BRIEF DESCRIPTION OF THE DRAWINGS
[0010] FIG. 1 is a side plan view of an exemplary electronic
stimulator device, in accordance with the embodiments of the
invention.
[0011] FIGS. 2-4 are simplified cross-sectional views of an
electrode implantation tool, which is formed in accordance with
embodiments of the invention.
[0012] FIG. 5 is a simplified top view of a catheter guide and
introducer support in accordance with embodiments of the
invention.
[0013] FIGS. 6 and 7 are assembled and exploded isometric views,
respectively, of an electrode implantation tool in accordance with
embodiments of the invention.
[0014] FIG. 8 is an isometric view of the catheter guide and
introducer support of FIGS. 6 and 7.
[0015] FIG. 9 is an assembled isometric view of the electrode
implantation tool in accordance with embodiments of the
invention.
[0016] FIG. 10 is a front plan view of the catheter guide and
introducer support of FIG. 9 attached to a catheter guide.
[0017] FIG. 11 is an exploded isometric view of the catheter guide
and introducer support of FIG. 9.
[0018] FIGS. 12 and 13 respectively are isometric and front plan
views of a catheter guide and introducer support formed in
accordance with embodiments of the invention.
[0019] FIGS. 14 and 15 respectively are isometric perspective
assembled and exploded views of the electrode implantation tool in
accordance with embodiments of the invention.
[0020] FIG. 16 is an isometric view of a stop member in accordance
with embodiments of the invention.
[0021] FIG. 17 is a flowchart illustrating method of implanting
electrodes in a urinary sphincter of a patient in accordance with
embodiments of the invention.
[0022] FIGS. 18-21 are simplified cross-sectional views of steps of
a method of implanting electrodes in a urinary sphincter of a
patient in accordance with embodiments of the invention.

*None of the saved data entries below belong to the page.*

// SPDX-FileCopyrightText: The hercules-air authors
// SPDX-License-Identifier: MPL-2.0

//! Hardware input primitives.


/// Time stamp of an input event in microseconds.
///
/// The origin is defined by the transport that delivers the events,
/// e.g. the connection time of the MIDI input port.
#[derive(
    Debug, Clone, Copy, PartialEq, Eq, PartialOrd, Ord, Hash, Default, derive_more::Display,
)]
pub struct TimeStamp(u64);

impl TimeStamp {
    #[must_use]
    pub const fn from_micros(micros: u64) -> Self {
        Self(micros)
    }

    #[must_use]
    pub const fn to_micros(self) -> u64 {
        self.0
    }
}

/// A simple two-state button.
#[derive(Debug, Clone, Copy, PartialEq, Eq)]
pub enum ButtonInput {
    Pressed,
    Released,
}

impl ButtonInput {
    /// Map a 7-bit data byte to a button state.
    ///
    /// Only 0x00 (released) and 0x7f (pressed) are sent by the hardware.
    /// Any other non-zero value is treated as pressed.
    #[must_use]
    pub const fn from_u7(input: u8) -> Self {
        debug_assert!(input <= 127);
        match input {
            0x00 => Self::Released,
            _ => Self::Pressed,
        }
    }

    #[must_use]
    pub const fn is_pressed(self) -> bool {
        matches!(self, Self::Pressed)
    }
}

/// An endless encoder that sends discrete delta values when rotated
/// in CW (positive) or CCW (negative) direction.
#[derive(Debug, Clone, Copy, PartialEq, Eq)]
pub struct StepEncoderInput {
    pub delta: i32,
}

impl StepEncoderInput {
    /// Map a 7-bit data byte to a signed step delta (two's complement).
    #[must_use]
    pub const fn from_u7(input: u8) -> Self {
        debug_assert!(input <= 127);
        let delta = if input < 64 {
            input as i32
        } else {
            input as i32 - 128
        };
        Self { delta }
    }
}

/// A continuous fader or knob.
#[derive(Debug, Clone, Copy, PartialEq)]
pub struct SliderInput {
    /// Position in the interval [0, 1]
    pub position: f32,
}

impl SliderInput {
    pub const MIN_POSITION: f32 = 0.0;
    pub const MAX_POSITION: f32 = 1.0;

    #[must_use]
    pub fn from_u7(input: u8) -> Self {
        debug_assert!(input <= 127);
        let position = f32::from(input) / 127.0;
        Self { position }
    }

    #[must_use]
    pub fn clamp_position(position: f32) -> Self {
        let position = position.clamp(Self::MIN_POSITION, Self::MAX_POSITION);
        Self { position }
    }
}

/// Any input value emitted by a hardware sensor.
#[derive(Debug, Clone, Copy, PartialEq, derive_more::From)]
pub enum Input {
    Button(ButtonInput),
    StepEncoder(StepEncoderInput),
    Slider(SliderInput),
}

/// A time-stamped input event.
#[derive(Debug, Clone, Copy)]
pub struct Event<T> {
    pub ts: TimeStamp,
    pub input: T,
}
// SPDX-FileCopyrightText: The hercules-air authors
// SPDX-License-Identifier: MPL-2.0

#![allow(rustdoc::invalid_rust_codeblocks)]
#![doc = include_str!("../README.md")]
#![warn(rust_2018_idioms)]
#![warn(rust_2021_compatibility)]
#![warn(missing_debug_implementations)]
#![warn(unreachable_pub)]
#![warn(unsafe_code)]
#![warn(clippy::pedantic)]
#![warn(clippy::clone_on_ref_ptr)]
#![warn(rustdoc::broken_intra_doc_links)]
// Repetitions of module/type names occur frequently when using many
// modules for keeping the size of the source files handy. Often
// types have the same name as their parent module.
#![allow(clippy::module_name_repetitions)]
// Repeating the type name in `..Default::default()` expressions
// is not needed since the context is obvious.
#![allow(clippy::default_trait_access)]

pub mod devices;

pub mod engine;
pub use self::engine::{Control, Deck, Engine, Group, ScratchParams};

pub mod input;
pub use self::input::{
    ButtonInput, Event as InputEvent, Input, SliderInput, StepEncoderInput, TimeStamp,
};

pub mod keyboard;
pub use self::keyboard::{KeyEventType, KeyModifiers, KeyboardEvent};

pub mod midi;
pub use self::midi::{DeviceDescriptor, MidiInputHandler, MidiOutputConnection};

pub mod output;
pub use self::output::{led_to_u7, LedOutput, OutputError, OutputResult};
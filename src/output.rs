// SPDX-FileCopyrightText: The hercules-air authors
// SPDX-License-Identifier: MPL-2.0

//! Hardware output primitives.

use std::borrow::Cow;

use thiserror::Error;

#[derive(Debug, Error)]
pub enum OutputError {
    #[error("disconnected")]
    Disconnected,

    #[error("send: {msg}")]
    Send { msg: Cow<'static, str> },
}

pub type OutputResult<T> = std::result::Result<T, OutputError>;

/// Simple LED
#[derive(Debug, Clone, Copy, PartialEq, Eq)]
pub enum LedOutput {
    Off,
    On,
}

impl LedOutput {
    #[must_use]
    pub const fn from_bool(on: bool) -> Self {
        if on {
            Self::On
        } else {
            Self::Off
        }
    }
}

const LED_OFF: u8 = 0x00;
const LED_ON: u8 = 0x7f;

#[must_use]
pub const fn led_to_u7(output: LedOutput) -> u8 {
    match output {
        LedOutput::Off => LED_OFF,
        LedOutput::On => LED_ON,
    }
}
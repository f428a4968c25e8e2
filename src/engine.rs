// SPDX-FileCopyrightText: The hercules-air authors
// SPDX-License-Identifier: MPL-2.0

//! Host engine abstraction.
//!
//! The mixing engine is owned by the host application. Mappings reach it
//! exclusively through the opaque get/set value interface and the scratch
//! simulation interface of the [`Engine`] trait. All calls are
//! fire-and-forget against a trusted host.

use std::fmt;

use strum::{AsRefStr, Display, EnumCount, EnumIter};

/// Physical deck of a two-deck controller.
#[derive(Debug, Clone, Copy, PartialEq, Eq, Hash, EnumIter, EnumCount)]
pub enum Deck {
    /// Left deck
    A,
    /// Right deck
    B,
}

impl Deck {
    /// Number of the corresponding host mixer channel (1-based).
    #[must_use]
    pub const fn channel(self) -> u8 {
        match self {
            Self::A => 1,
            Self::B => 2,
        }
    }
}

/// Host control group.
///
/// Rendered as the host's group identifier, e.g. `[Master]`, `[Channel1]`,
/// `[Sampler3]`.
#[derive(Debug, Clone, Copy, PartialEq, Eq, Hash)]
pub enum Group {
    Master,
    Deck(Deck),
    /// Sampler slot (1-based)
    Sampler(u8),
}

impl fmt::Display for Group {
    fn fmt(&self, f: &mut fmt::Formatter<'_>) -> fmt::Result {
        match self {
            Self::Master => f.write_str("[Master]"),
            Self::Deck(deck) => write!(f, "[Channel{channel}]", channel = deck.channel()),
            Self::Sampler(slot) => write!(f, "[Sampler{slot}]"),
        }
    }
}

/// Named engine control within a [`Group`].
///
/// Rendered as the host's control identifier.
#[derive(Debug, Clone, Copy, PartialEq, Eq, Hash, AsRefStr, Display, EnumIter, EnumCount)]
pub enum Control {
    #[strum(serialize = "play")]
    Play,
    #[strum(serialize = "start_play")]
    StartPlay,
    #[strum(serialize = "playposition")]
    PlayPosition,
    #[strum(serialize = "jog")]
    Jog,
    #[strum(serialize = "headMix")]
    HeadMix,
    #[strum(serialize = "volume")]
    Volume,
    #[strum(serialize = "filterLow")]
    FilterLow,
    #[strum(serialize = "filterMid")]
    FilterMid,
    #[strum(serialize = "filterHigh")]
    FilterHigh,
    #[strum(serialize = "pregain")]
    Pregain,
    #[strum(serialize = "crossfader")]
    Crossfader,
    #[strum(serialize = "beat_active")]
    BeatActive,
    #[strum(serialize = "LoadSelectedTrack")]
    LoadSelectedTrack,
    #[strum(serialize = "num_decks")]
    NumDecks,
    #[strum(serialize = "num_samplers")]
    NumSamplers,
}

/// Tuning constants of the host's vinyl scratch simulation.
#[derive(Debug, Clone, Copy, PartialEq)]
pub struct ScratchParams {
    /// Filter coefficient alpha
    pub alpha: f64,

    /// Filter coefficient beta
    pub beta: f64,

    /// Wheel resolution in intervals per revolution
    pub intervals_per_rev: u32,

    /// Simulated turntable speed
    pub rpm: f64,
}

/// Host-owned mixing state and scratch simulation.
///
/// No retries, no failure recovery: malformed values are the caller's
/// responsibility and calls never report errors (see the crate docs).
pub trait Engine {
    /// Read the current value of a control.
    #[must_use]
    fn get_value(&self, group: Group, control: Control) -> f64;

    /// Set the value of a control.
    fn set_value(&mut self, group: Group, control: Control, value: f64);

    /// Query whether the scratch simulation is active for a deck.
    #[must_use]
    fn is_scratching(&self, deck: Deck) -> bool;

    /// Start the scratch simulation for a deck.
    fn scratch_enable(&mut self, deck: Deck, params: ScratchParams);

    /// Stop the scratch simulation for a deck.
    fn scratch_disable(&mut self, deck: Deck);

    /// Feed a wheel movement into the scratch accumulator.
    fn scratch_tick(&mut self, deck: Deck, delta: i32);

    /// Enable or disable soft takeover for a control.
    ///
    /// Prevents physical-control jumps from overriding the software
    /// state abruptly.
    fn soft_takeover(&mut self, group: Group, control: Control, enable: bool);

    /// Register for change notifications of a control.
    ///
    /// The host delivers changes back into the mapping synchronously,
    /// e.g. through `Controller::control_changed`.
    fn connect_control(&mut self, group: Group, control: Control);
}
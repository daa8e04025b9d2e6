//! Error types for overload registries.
//!
//! - [`OverloadError`] - Top-level error type
//! - [`BuildError`] - Errors while constructing or extending a registry

use crate::ParamKey;
use thiserror::Error;

/// Result of building or extending a registry.
pub type BuildResult<T> = Result<T, BuildError>;

/// Top-level error type for all overload operations.
#[derive(Error, Debug, Clone, PartialEq, Eq)]
pub enum OverloadError {
    /// A registry could not be built.
    #[error("build error: {0}")]
    Build(#[from] BuildError),
}

/// Errors that can occur while building a registry.
#[derive(Error, Debug, Clone, PartialEq, Eq)]
pub enum BuildError {
    /// Two entries normalize to the same parameter key.
    #[error(
        "only unique signatures are allowed: `{key}` is registered at positions {first} and {second}"
    )]
    DuplicateSignature {
        /// The repeated key.
        key: ParamKey,
        /// Position of the first entry with this key.
        first: usize,
        /// Position of the conflicting entry.
        second: usize,
    },
}

impl BuildError {
    /// The key this error is about.
    pub fn key(&self) -> ParamKey {
        match self {
            BuildError::DuplicateSignature { key, .. } => *key,
        }
    }
}
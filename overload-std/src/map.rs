//! Free functions over bare dispatch tables.
//!
//! These mirror the [`Overloaded`] methods for code that keeps the table
//! itself rather than a registry. Every function that produces a table
//! returns a new value; nothing is modified in place.

use std::any::TypeId;

use overload_core::{Accept, Arguments, BuildResult, Candidate, IntoStored, Signature};

use crate::{
    registry::Overloaded,
    table::{Append, EntryOf, KeyOf, Pluck, Select, Table, entry},
    validate::validate,
};

/// Checks a table and returns it unchanged.
pub fn create<T: Table>(table: T) -> BuildResult<T> {
    validate::<T>()?;
    Ok(table)
}

/// Checks a table and wraps it in a registry.
pub fn make_overloaded_function<T: Table>(table: T) -> BuildResult<Overloaded<T>> {
    Overloaded::new(table)
}

/// Number of entries in the table.
pub const fn calls<T: Table>(_table: &T) -> usize {
    T::LEN
}

/// Whether the table has an entry with the key of signature `S`.
pub fn exists<S: Signature, T: Table>(_table: &T) -> bool {
    T::contains_key(TypeId::of::<KeyOf<S>>())
}

/// Whether `candidate` itself is one of the table's entries.
pub fn exists_value<T, C>(table: &T, candidate: &C) -> bool
where
    T: Table,
    C: Candidate + ?Sized,
{
    candidate
        .identity()
        .is_some_and(|identity| table.matches(TypeId::of::<KeyOf<C::Signature>>(), identity))
}

/// Removes the entry with the key of `candidate`'s signature.
pub fn erase<T, C, I>(table: T, _candidate: &C) -> T::Remainder
where
    C: Candidate + ?Sized,
    T: Pluck<KeyOf<C::Signature>, I>,
{
    let (_removed, rest) = table.pluck();
    rest
}

/// Appends an entry, rejecting it if its key is already present.
pub fn insert<T, C>(table: T, callable: C) -> BuildResult<T::Output>
where
    C: IntoStored,
    T: Append<EntryOf<C>>,
    T::Output: Table,
{
    validate::<T::Output>()?;
    Ok(table.append(entry(callable)))
}

/// Calls the entry whose key matches the argument types.
pub fn invoke<T, A, I>(
    table: &T,
    args: A,
) -> <<T as Select<A::Key, I>>::Signature as Signature>::Output
where
    A: Arguments + Accept<<T as Select<A::Key, I>>::Signature>,
    T: Select<A::Key, I>,
{
    args.accept(table.select())
}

[0023] FIG. 22 is a simplified illustration of an exemplary
location of the one or more electrodes implanted in the urinary
sphincter using the method of the present invention.
DETAILED DESCRIPTION OF ILLUSTRATIVE EMBODIMENTS
[0024] FIG. 1 is a side plan view of an exemplary electronic
stimulator device 100, portions of which may be implanted in a
patient using the devices and techniques of the present invention.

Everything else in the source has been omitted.